Stored data entries:

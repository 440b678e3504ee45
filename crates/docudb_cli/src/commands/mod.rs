//! CLI command implementations.

pub mod compact;
pub mod dump;
pub mod inspect;
pub mod verify;

use docudb_codec::{classify_tail, TailShape, TAIL_LEN};
use docudb_storage::{StorageConfig, StorageError, StorageHandler};
use std::path::Path;
use thiserror::Error;
use tracing::debug;

/// Result type for command implementations.
pub type CliResult<T> = Result<T, Box<dyn std::error::Error>>;

/// Errors raised by the commands themselves.
#[derive(Error, Debug)]
pub enum CliError {
    /// A command that needs a store was run without `--path`.
    #[error("store path required for {command}")]
    MissingPath {
        /// The command that was run.
        command: &'static str,
    },

    /// `verify` found problems.
    #[error("verification failed with {problems} problem(s)")]
    VerificationFailed {
        /// Number of problems found.
        problems: usize,
    },
}

/// Framing of a store file as found on disk.
#[derive(Debug, Clone, PartialEq, Eq)]
pub enum FrameShape {
    /// Zero bytes.
    Empty,
    /// Brackets only.
    Bare,
    /// Records inside well-formed brackets.
    Populated,
    /// Anything else.
    Malformed(String),
}

impl FrameShape {
    /// Short lowercase name.
    pub fn name(&self) -> &'static str {
        match self {
            Self::Empty => "empty",
            Self::Bare => "bare",
            Self::Populated => "populated",
            Self::Malformed(_) => "malformed",
        }
    }
}

/// Connects to an existing store file. Never creates one.
pub async fn open(path: &Path) -> CliResult<StorageHandler> {
    let mut handler = StorageHandler::with_config(StorageConfig::new().create_if_missing(false));
    handler.connect(path).await?;
    debug!(path = %path.display(), "opened store");
    Ok(handler)
}

/// Reads the framing of the connected store.
pub async fn read_frame(handler: &StorageHandler) -> CliResult<FrameShape> {
    let path = handler.path().ok_or(StorageError::NotConnected)?;
    let bytes = tokio::fs::read(path).await?;

    let start = bytes.len().saturating_sub(TAIL_LEN as usize);
    let shape = match classify_tail(bytes.len() as u64, &bytes[start..]) {
        Ok(TailShape::Empty) => FrameShape::Empty,
        Ok(TailShape::Bare) => FrameShape::Bare,
        Ok(TailShape::Populated) if bytes.starts_with(b"[") => FrameShape::Populated,
        Ok(TailShape::Populated) => {
            FrameShape::Malformed("file does not start with `[`".to_string())
        }
        Err(e) => FrameShape::Malformed(e.to_string()),
    };
    Ok(shape)
}
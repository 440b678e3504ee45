//! Database context.

use crate::config::Config;
use crate::error::CoreResult;
use crate::model::CollectionModel;
use crate::schema::Schema;
use docudb_storage::{LockRegistry, StorageHandler};
use std::path::Path;
use std::sync::Arc;
use tracing::info;

/// Connection context for DocuDB stores.
///
/// A `Database` holds one store connection and the lock registry every
/// handler it creates draws from. Models are built from it explicitly, so
/// there is no process-wide connection state: two databases connected to
/// different files are fully independent.
///
/// Handlers created through one `Database` (its own, those of its models and
/// those returned by [`open_model`](Self::open_model)) share one lock per
/// store file.
///
/// # Example
///
/// ```no_run
/// use docudb_core::{Config, Database, Schema};
/// use serde_json::json;
///
/// # async fn run() -> docudb_core::CoreResult<()> {
/// let config = Config::new().sync_writes(false);
/// let db = Database::connect_with_config("posts.json", config).await?;
///
/// let posts = db.model(Schema::new(
///     &json!({"title": {"type": "string", "required": true}}),
///     &serde_json::Value::Null,
/// )?);
/// posts.new_record(&json!({"title": "hello"}))?.save().await?;
/// # Ok(())
/// # }
/// ```
#[derive(Debug)]
pub struct Database {
    config: Config,
    registry: Arc<LockRegistry>,
    storage: StorageHandler,
}

impl Database {
    /// Creates a disconnected database with default configuration.
    #[must_use]
    pub fn new() -> Self {
        Self::with_config(Config::default())
    }

    /// Creates a disconnected database.
    #[must_use]
    pub fn with_config(config: Config) -> Self {
        let registry = Arc::new(LockRegistry::new());
        let storage = StorageHandler::with_registry(Arc::clone(&registry), config.storage_config());
        Self {
            config,
            registry,
            storage,
        }
    }

    /// Connects to the store file at `path` with default configuration.
    ///
    /// # Errors
    ///
    /// Returns a connection error if the path is not a usable `.json` file.
    pub async fn connect(path: impl AsRef<Path>) -> CoreResult<Self> {
        Self::connect_with_config(path, Config::default()).await
    }

    /// Connects to the store file at `path`.
    ///
    /// # Errors
    ///
    /// Returns a connection error if the path is not a usable `.json` file.
    pub async fn connect_with_config(path: impl AsRef<Path>, config: Config) -> CoreResult<Self> {
        let mut db = Self::with_config(config);
        db.reconnect(path).await?;
        Ok(db)
    }

    /// Points the database at another store file.
    ///
    /// Models built earlier keep their own connection.
    ///
    /// # Errors
    ///
    /// Returns a connection error if the path is not a usable `.json` file.
    /// The database is disconnected in that case.
    pub async fn reconnect(&mut self, path: impl AsRef<Path>) -> CoreResult<()> {
        self.storage.connect(path).await?;
        if let Some(path) = self.storage.path() {
            info!(path = %path.display(), "database connected");
        }
        Ok(())
    }

    /// Builds a model over this database's store.
    ///
    /// The model gets its own copy of the connection; disconnecting the
    /// database later does not disconnect it.
    #[must_use]
    pub fn model(&self, schema: Schema) -> CollectionModel {
        CollectionModel::new(schema, self.storage.clone())
    }

    /// Connects a new handler to `path` and builds a model over it.
    ///
    /// Useful for keeping one store file per collection.
    ///
    /// # Errors
    ///
    /// Returns a connection error if the path is not a usable `.json` file.
    pub async fn open_model(
        &self,
        path: impl AsRef<Path>,
        schema: Schema,
    ) -> CoreResult<CollectionModel> {
        let mut storage = self.handler();
        storage.connect(path).await?;
        Ok(CollectionModel::new(schema, storage))
    }

    /// Returns a disconnected handler sharing this database's configuration
    /// and lock registry.
    #[must_use]
    pub fn handler(&self) -> StorageHandler {
        StorageHandler::with_registry(Arc::clone(&self.registry), self.config.storage_config())
    }

    /// Returns the database's own storage handler.
    #[must_use]
    pub fn storage(&self) -> &StorageHandler {
        &self.storage
    }

    /// Returns the configuration.
    #[must_use]
    pub fn config(&self) -> &Config {
        &self.config
    }

    /// Returns the path of the connected store file.
    #[must_use]
    pub fn path(&self) -> Option<&Path> {
        self.storage.path()
    }

    /// Drops the connection.
    pub fn disconnect(&mut self) {
        self.storage.disconnect();
    }

    /// Returns true if the database is connected.
    #[must_use]
    pub fn is_connected(&self) -> bool {
        self.storage.is_connected()
    }
}

impl Default for Database {
    fn default() -> Self {
        Self::new()
    }
}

[TASK GOAL] From the line that contains "connected store file." down to the last line above, print each line exactly as it appears.

[OUTPUT OF THE TASK]
    /// Returns the path of the connected store file.
    #[must_use]
    pub fn path(&self) -> Option<&Path> {
        self.storage.path()
    }

    /// Drops the connection.
    pub fn disconnect(&mut self) {
        self.storage.disconnect();
    }

    /// Returns true if the database is connected.
    #[must_use]
    pub fn is_connected(&self) -> bool {
        self.storage.is_connected()
    }
}

impl Default for Database {
    fn default() -> Self {
        Self::new()
    }
}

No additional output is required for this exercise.